Dr. Halperin reviewed data from a phase III non-inferiority comparison study looking at adolescents. MenACWY-CRM demonstrated non-inferiority to MenACWY-D in all 4 serogroups in adolescent patients, and additionally provided a significantly higher response in groups A, W-135 and Y. Superiority in maintaining human serum bactericidal activity (hSBA) titres against these serogroups at or above 8 persisted at 2 years. The safety profile of the 2 vaccines was similar. Data comparing MenACWY-CRM to MenACWY-D in patients aged 2 to 10 years old was also reviewed. Eligible 2- to 5-year-olds received 1 or 2 doses of MenACWY-CRM or 1 dose of MenACWY-D while 6- to 10-year-olds received 1 dose of either vaccine. For the combined 2- to10-year-old cohort, non-inferiority criteria were demonstrated for all 4 groups following MenACWY-CRM vaccination and statistical superiority was demonstrated for groups C, W-135 and Y compared with the MenACWY-D vaccine.

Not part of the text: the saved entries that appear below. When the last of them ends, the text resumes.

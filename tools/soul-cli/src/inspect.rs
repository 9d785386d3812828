//! Read-only commands: prompts, parse, score, reading

use anyhow::Result;
use clap::Args;
use serde::Serialize;
use swirlsoul_core::material::Material;
use swirlsoul_core::prompt::MatchKind;
use swirlsoul_core::{
    Language, ParameterSet, PerfectionScorer, Reading, RareFormMatch, analyze_prompt,
    derive_material, example_prompts, reading as reading_for,
};

use crate::Session;
use crate::params::{ParamArgs, describe};

#[derive(Args)]
pub struct ParseArgs {
    /// Prompt text (Chinese or English keywords)
    pub text: String,
}

#[derive(Args)]
pub struct ReadingArgs {
    #[command(flatten)]
    pub params: ParamArgs,

    /// Reading language, `zh` or `en` (defaults to config)
    #[arg(long, value_parser = parse_language)]
    pub lang: Option<Language>,
}

fn parse_language(s: &str) -> Result<Language, String> {
    match s.to_ascii_lowercase().as_str() {
        "zh" | "cn" | "chinese" => Ok(Language::Zh),
        "en" | "english" => Ok(Language::En),
        other => Err(format!("unknown language '{other}', expected zh or en")),
    }
}

pub fn prompts(session: &Session) -> Result<()> {
    if session.json {
        return session.print_json(&example_prompts());
    }
    for (i, prompt) in example_prompts().iter().enumerate() {
        println!("{:>2}. {}", i + 1, prompt);
    }
    Ok(())
}

pub fn parse(args: ParseArgs, session: &mut Session) -> Result<()> {
    let analysis = analyze_prompt(&args.text, &mut session.rng);
    if session.json {
        return session.print_json(&analysis);
    }

    println!("=== Prompt ===");
    println!("  {}", args.text);
    println!("  {}", describe(&analysis.params));
    if analysis.matches.is_empty() {
        println!("  No keywords matched; baseline parameters");
    }
    for m in &analysis.matches {
        let kind = match m.kind {
            MatchKind::Axis(axis) => axis.name(),
            MatchKind::QualityFloor => "floor",
            MatchKind::Special => "special",
        };
        println!("  [{kind:>7}] {}", m.group);
    }
    Ok(())
}

#[derive(Serialize)]
struct ScoreReport {
    params: ParameterSet,
    score: f32,
    rare_form: Option<RareFormMatch>,
    material: Material,
    reading: Reading,
}

pub fn score(args: ParamArgs, session: &mut Session) -> Result<()> {
    let params = args.resolve(&mut session.rng);
    let result = PerfectionScorer::default().score(&params);
    let report = ScoreReport {
        params,
        score: result.score,
        rare_form: result.rare_form,
        material: derive_material(&params, result.score),
        reading: reading_for(result.score, session.config.language),
    };
    if session.json {
        return session.print_json(&report);
    }

    println!("=== Score ===");
    println!("  {}", describe(&report.params));
    println!(
        "  Perfection: {:.2}  {}",
        report.score,
        stars(report.reading.stars)
    );
    match &report.rare_form {
        Some(rare) => println!(
            "  Rare form: {} / {} (+{})",
            rare.name, rare.name_zh, rare.decoration
        ),
        None => println!("  Rare form: none"),
    }
    println!(
        "  Material: {:?} #{:06x}, shininess {:.0}",
        report.material.tier,
        report.material.color_hex(),
        report.material.shininess
    );
    Ok(())
}

pub fn reading(args: ReadingArgs, session: &mut Session) -> Result<()> {
    let params = args.params.resolve(&mut session.rng);
    let score = PerfectionScorer::default().score(&params).score;
    let language = args.lang.unwrap_or(session.config.language);
    let reading = reading_for(score, language);
    if session.json {
        return session.print_json(&reading);
    }
    println!("{}  ({:.2})", stars(reading.stars), score);
    println!("{}", reading.text);
    Ok(())
}

fn stars(filled: u8) -> String {
    let filled = filled.min(5) as usize;
    format!("{}{}", "★".repeat(filled), "☆".repeat(5 - filled))
}

#[cfg(test)]
mod tests {
    use super::*;

    #[test]
    fn test_stars() {
        assert_eq!(stars(0), "☆☆☆☆☆");
        assert_eq!(stars(3), "★★★☆☆");
        assert_eq!(stars(9), "★★★★★");
    }

    #[test]
    fn test_parse_language() {
        assert_eq!(parse_language("EN"), Ok(Language::En));
        assert_eq!(parse_language("zh"), Ok(Language::Zh));
        assert!(parse_language("fr").is_err());
    }
}
//! Cosmetic decorations unlocked by rare-form discovery

use serde::{Deserialize, Serialize};
use smallvec::SmallVec;
use std::borrow::Cow;
use std::fmt;

/// Decoration tag, e.g. "crown"
///
/// The set of tags is open: rare-form tables may introduce new ones, and the
/// display collaborator ignores tags it has no geometry for.
#[derive(Clone, Debug, PartialEq, Eq, Hash, PartialOrd, Ord, Serialize, Deserialize)]
#[serde(transparent)]
pub struct Decoration(Cow<'static, str>);

impl Decoration {
    pub const CROWN: Decoration = Decoration(Cow::Borrowed("crown"));
    pub const HALO: Decoration = Decoration(Cow::Borrowed("halo"));
    pub const SPARKLES: Decoration = Decoration(Cow::Borrowed("sparkles"));

    /// Create a tag from any string
    pub fn new(tag: impl Into<Cow<'static, str>>) -> Self {
        Self(tag.into())
    }

    pub fn as_str(&self) -> &str {
        &self.0
    }
}

impl fmt::Display for Decoration {
    fn fmt(&self, f: &mut fmt::Formatter<'_>) -> fmt::Result {
        f.write_str(&self.0)
    }
}

/// Append-only, insertion-ordered set of earned decorations
///
/// There is no removal: once earned, a decoration stays for the session.
#[derive(Clone, Debug, Default, PartialEq, Eq, Serialize, Deserialize)]
#[serde(from = "Vec<Decoration>", into = "Vec<Decoration>")]
pub struct DecorationSet {
    items: SmallVec<[Decoration; 4]>,
}

impl DecorationSet {
    pub fn new() -> Self {
        Self::default()
    }

    /// Add a decoration; returns false if it was already present
    pub fn insert(&mut self, decoration: Decoration) -> bool {
        if self.contains(&decoration) {
            return false;
        }
        self.items.push(decoration);
        true
    }

    pub fn contains(&self, decoration: &Decoration) -> bool {
        self.items.iter().any(|d| d == decoration)
    }

    pub fn iter(&self) -> impl Iterator<Item = &Decoration> {
        self.items.iter()
    }

    pub fn len(&self) -> usize {
        self.items.len()
    }

    pub fn is_empty(&self) -> bool {
        self.items.is_empty()
    }
}

impl From<Vec<Decoration>> for DecorationSet {
    fn from(items: Vec<Decoration>) -> Self {
        let mut set = DecorationSet::new();
        for item in items {
            set.insert(item);
        }
        set
    }
}

impl From<DecorationSet> for Vec<Decoration> {
    fn from(set: DecorationSet) -> Self {
        set.items.into_vec()
    }
}

impl<'a> IntoIterator for &'a DecorationSet {
    type Item = &'a Decoration;
    type IntoIter = std::slice::Iter<'a, Decoration>;

    fn into_iter(self) -> Self::IntoIter {
        self.items.iter()
    }
}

The effectiveness of MenACWY-CRM in infants as young as 2 months old, has been evaluated in a large (n=4545) pivotal phase III study conducted in the US and Latin America. Dr. Nicola Klein, Kaiser Permanente Vaccine Study Center, Oakland, California, presented the US data from this trial, which investigated the immune response and tolerability of a 4-dose series, administered at 2, 4, 6 and 12 months of age. The study met its efficacy end point, with 94%, 98%, 100% and 100% of patients achieving hSBA titres of 8 or more after the 12-month dose for the A, C, W-135 and Y serogroups, respectively. A second primary end point showed that the 4-dose series produces titres more than twice as high as those produced by a single dose at 12 months. In this trial, tolerability of MenACWY-CRM was similar when compared to routine vaccinations alone. “The 4-dose series of MenACWY-CRM vaccinations was highly immunogenic in infants,” concluded Dr. Klein, adding, “The 3-dose infant series was also highly immunogenic. For 3 of the 4 serotypes, over 90% had titres greater than 8, while for type A it was 67%.”

Serogroup B

No vaccine is currently available against type B disease.The creation of a group B meningococcal vaccine presents considerable difficulties, stated researcher Dr. Rino Rappuoli, Siena, Italy. The polysaccharide capsule of this group consists of elements that closely resemble components of our own glycoproteins, he explained; thus a conjugate made with these polysaccharides would either elicit no response or possibly generate autoimmunity. However, gene-sequencing technology has made it possible to identify and synthesize bacterial surface proteins that would be vaccine candidates. From these, 4 components have been incorporated into a vaccine known as 4CMenB. Phase III trials of this vaccine in infants and adolescents have produced very encouraging results. Over 1800 strains of serotype B have been tested, and protection is estimated at 70 to 90%, depending on patient age and geographic region. The vaccine also has a good safety profile. “We have a vaccine that we know we can give safely to children,” Dr. Rappuoli told IDSA delegates. He expects the vaccine to be approved in Europe next year.